Problem description → Among the entries that follow, find every line with the word "RosterEntry" and copy it.

Provided data →

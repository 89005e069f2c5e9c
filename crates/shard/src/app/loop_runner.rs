use std::process::ExitCode;
use std::sync::atomic::AtomicBool;
use std::sync::Arc;

use engine::{run_server, MetricsHandle, SystemClock};
use tracing::{error, info, warn};

use super::bootstrap::AppWiring;
use super::shutdown::{shutdown_signal, spawn_shutdown_watcher};

pub(crate) fn run(app: AppWiring) -> ExitCode {
    let AppWiring {
        config,
        mut engine,
        mut world,
        data_dir,
    } = app;
    let shutdown = Arc::new(AtomicBool::new(false));
    if let Err(err) = spawn_shutdown_watcher(Arc::clone(&shutdown), shutdown_signal()) {
        warn!(error = %err, "shutdown_signal_unavailable; stop with run_duration_secs");
    }
    let metrics = MetricsHandle::default();

    let result = run_server(
        &config,
        &mut engine,
        &mut world,
        &SystemClock,
        &data_dir,
        &shutdown,
        &metrics,
    );
    let last = metrics.snapshot();
    info!(
        tps = last.tps,
        tick_time_ms = last.tick_time_ms,
        pending_timers = last.pending_timers,
        active_contexts = last.active_contexts,
        "final_loop_metrics"
    );

    match result {
        Ok(_) => ExitCode::SUCCESS,
        Err(err) => {
            error!(error = %err, "server_failed");
            ExitCode::FAILURE
        }
    }
}
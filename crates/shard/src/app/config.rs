use std::env;
use std::fs;
use std::path::{Path, PathBuf};

use engine::{DecayConfig, LoopConfig, StartupError};
use serde::Deserialize;

pub(crate) const CONFIG_ENV_VAR: &str = "SHARD_CONFIG";

#[derive(Debug, Clone, Default, PartialEq, Eq, Deserialize)]
#[serde(default)]
pub(crate) struct ShardConfig {
    #[serde(rename = "loop")]
    pub(crate) loop_config: LoopConfig,
    pub(crate) decay: DecayConfig,
    pub(crate) data_dir: Option<PathBuf>,
    pub(crate) roster: Vec<RosterEntry>,
}

/// A mobile present in the world at startup.
#[derive(Debug, Clone, PartialEq, Eq, Deserialize)]
pub(crate) struct RosterEntry {
    pub(crate) id: u64,
    #[serde(default = "default_body")]
    pub(crate) body: u16,
    #[serde(default)]
    pub(crate) online: bool,
}

fn default_body() -> u16 {
    0x190
}

/// Reads the file named by `SHARD_CONFIG`, or returns defaults when the
/// variable is unset.
pub(crate) fn load_config_from_env() -> Result<ShardConfig, StartupError> {
    match env::var(CONFIG_ENV_VAR) {
        Ok(value) => load_config(Path::new(&value)),
        Err(env::VarError::NotPresent) => Ok(ShardConfig::default()),
        Err(source) => Err(StartupError::EnvVar {
            var: CONFIG_ENV_VAR,
            source,
        }),
    }
}

pub(crate) fn load_config(path: &Path) -> Result<ShardConfig, StartupError> {
    let raw = fs::read_to_string(path).map_err(|source| StartupError::ReadConfig {
        path: path.to_path_buf(),
        source,
    })?;
    parse_config(&raw).map_err(|(field, message)| StartupError::InvalidConfig {
        path: path.to_path_buf(),
        field,
        message,
    })
}

fn parse_config(raw: &str) -> Result<ShardConfig, (String, String)> {
    let mut deserializer = serde_json::Deserializer::from_str(raw);
    serde_path_to_error::deserialize::<_, ShardConfig>(&mut deserializer).map_err(|error| {
        let path = error.path().to_string();
        let source = error.into_inner();
        (path, source.to_string())
    })
}

#[cfg(test)]
mod tests {
    use tempfile::TempDir;

    use super::*;

    #[test]
    fn empty_object_yields_defaults() {
        let config = parse_config("{}").expect("parse");
        assert_eq!(config, ShardConfig::default());
    }

    #[test]
    fn nested_sections_override_defaults() {
        let config = parse_config(
            r#"{
                "loop": { "target_tps": 10, "autosave_interval_secs": 0 },
                "decay": { "sweep_interval_secs": 60 },
                "data_dir": "saves",
                "roster": [ { "id": 7, "online": true }, { "id": 9, "body": 217 } ]
            }"#,
        )
        .expect("parse");

        assert_eq!(config.loop_config.target_tps, 10);
        assert_eq!(config.loop_config.autosave_interval_secs, 0);
        assert_eq!(config.decay.sweep_interval_secs, 60);
        assert_eq!(config.decay.short_term_window_minutes, 480);
        assert_eq!(config.data_dir, Some(PathBuf::from("saves")));
        assert_eq!(
            config.roster,
            vec![
                RosterEntry { id: 7, body: 0x190, online: true },
                RosterEntry { id: 9, body: 217, online: false },
            ]
        );
    }

    #[test]
    fn type_error_reports_field_path() {
        let (field, _) = parse_config(r#"{ "decay": { "sweep_interval_secs": "often" } }"#)
            .expect_err("should fail");
        assert_eq!(field, "decay.sweep_interval_secs");
    }

    #[test]
    fn missing_file_is_a_read_error() {
        let temp = TempDir::new().expect("temp");
        let err = load_config(&temp.path().join("absent.json")).expect_err("should fail");
        assert!(matches!(err, StartupError::ReadConfig { .. }));
    }

    #[test]
    fn invalid_file_is_reported_with_path() {
        let temp = TempDir::new().expect("temp");
        let path = temp.path().join("shard.json");
        fs::write(&path, r#"{ "roster": [ { "body": 1 } ] }"#).expect("write");

        let err = load_config(&path).expect_err("should fail");
        match err {
            StartupError::InvalidConfig { field, .. } => assert!(field.starts_with("roster[0]")),
            other => panic!("unexpected error: {other}"),
        }
    }
}
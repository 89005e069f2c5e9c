use std::env;
use std::fs;
use std::path::{Path, PathBuf};

use thiserror::Error;

pub mod app;
pub mod clock;
pub mod entity;
pub mod features;
pub mod persistence;
pub mod playtime;
pub mod registry;
pub mod runtime;
pub mod scheduler;

pub use app::{
    run_server, AppError, LoopConfig, LoopMetricsSnapshot, MetricsHandle, ServerSummary,
    ShardWorld, AUTOSAVE_ENV_VAR,
};
pub use clock::{Clock, ManualClock, SystemClock};
pub use entity::{EntityId, EntityResolver, LifecycleEvent, MobileHost};
pub use persistence::{PersistenceError, SaveManifest, StoreLoadSummary};
pub use registry::{ContextRegistry, Residency, SweepAction, SweepSummary, TrackedContext};
pub use runtime::{DecayConfig, DecayEngine, FeatureSystems, TimerEvent};
pub use scheduler::{CallbackError, Scheduler, TickReport, TimerHandle};

pub const ROOT_ENV_VAR: &str = "SHARD_ROOT";
pub const DATA_DIR_ENV_VAR: &str = "SHARD_DATA_DIR";

#[derive(Debug, Clone)]
pub struct AppPaths {
    pub root: PathBuf,
    pub data_dir: PathBuf,
}

#[derive(Debug, Error)]
pub enum StartupError {
    #[error("failed to read environment variable {var}: {source}")]
    EnvVar {
        var: &'static str,
        #[source]
        source: env::VarError,
    },
    #[error("failed to resolve current executable path: {0}")]
    CurrentExe(#[source] std::io::Error),
    #[error("current executable path has no parent directory: {0}")]
    ExeHasNoParent(PathBuf),
    #[error("failed to create data directory at {path}: {source}")]
    CreateDataDir {
        path: PathBuf,
        #[source]
        source: std::io::Error,
    },
    #[error(
        "SHARD_ROOT is set but does not point to a valid shard root: {path}\n\
A valid root must contain Cargo.toml and either crates/ or data/."
    )]
    InvalidEnvRoot { path: PathBuf },
    #[error(
        "Could not detect shard root by walking upward from executable directory: {start_dir}\n\
Expected a directory containing Cargo.toml and either crates/ or data/.\n\
Set {env_var} explicitly, for example:\n\
Bash/zsh: export {env_var}=\"/srv/shard\""
    )]
    RootNotFound {
        start_dir: PathBuf,
        env_var: &'static str,
    },
    #[error("failed to read config file {path}: {source}")]
    ReadConfig {
        path: PathBuf,
        #[source]
        source: std::io::Error,
    },
    #[error("invalid config file {path} at `{field}`: {message}")]
    InvalidConfig {
        path: PathBuf,
        field: String,
        message: String,
    },
}

/// Resolves the shard root and its save directory, creating the latter.
/// `configured_data_dir` is relative to the root unless absolute;
/// `SHARD_DATA_DIR` overrides it.
pub fn resolve_app_paths(configured_data_dir: Option<&Path>) -> Result<AppPaths, StartupError> {
    let root = resolve_root()?;
    let data_dir = match env::var(DATA_DIR_ENV_VAR) {
        Ok(value) => PathBuf::from(value),
        Err(env::VarError::NotPresent) => configured_data_dir
            .map(Path::to_path_buf)
            .unwrap_or_else(|| PathBuf::from("data")),
        Err(source) => {
            return Err(StartupError::EnvVar {
                var: DATA_DIR_ENV_VAR,
                source,
            })
        }
    };

    Ok(AppPaths {
        data_dir: prepare_data_dir(&root, &data_dir)?,
        root,
    })
}

fn prepare_data_dir(root: &Path, data_dir: &Path) -> Result<PathBuf, StartupError> {
    let data_dir = if data_dir.is_absolute() {
        data_dir.to_path_buf()
    } else {
        root.join(data_dir)
    };

    fs::create_dir_all(&data_dir).map_err(|source| StartupError::CreateDataDir {
        path: data_dir.clone(),
        source,
    })?;
    Ok(normalize_path(&data_dir))
}

fn resolve_root() -> Result<PathBuf, StartupError> {
    match env::var(ROOT_ENV_VAR) {
        Ok(value) => {
            let raw = PathBuf::from(value);
            let normalized = normalize_path(&raw);
            if is_root_marker(&normalized) {
                Ok(normalized)
            } else {
                Err(StartupError::InvalidEnvRoot { path: normalized })
            }
        }
        Err(env::VarError::NotPresent) => {
            let exe = env::current_exe().map_err(StartupError::CurrentExe)?;
            let exe_dir = exe
                .parent()
                .map(Path::to_path_buf)
                .ok_or_else(|| StartupError::ExeHasNoParent(exe.clone()))?;

            for candidate in exe_dir.ancestors() {
                if is_root_marker(candidate) {
                    return Ok(normalize_path(candidate));
                }
            }

            Err(StartupError::RootNotFound {
                start_dir: normalize_path(&exe_dir),
                env_var: ROOT_ENV_VAR,
            })
        }
        Err(source) => Err(StartupError::EnvVar {
            var: ROOT_ENV_VAR,
            source,
        }),
    }
}

fn is_root_marker(path: &Path) -> bool {
    let cargo_toml = path.join("Cargo.toml").is_file();
    let has_crates = path.join("crates").is_dir();
    let has_data = path.join("data").is_dir();

    cargo_toml && (has_crates || has_data)
}

fn normalize_path(path: &Path) -> PathBuf {
    fs::canonicalize(path).unwrap_or_else(|_| path.to_path_buf())
}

Output for this exercise →
    pub(crate) roster: Vec<RosterEntry>,
pub(crate) struct RosterEntry {
                RosterEntry { id: 7, body: 0x190, online: true },
                RosterEntry { id: 9, body: 217, online: false },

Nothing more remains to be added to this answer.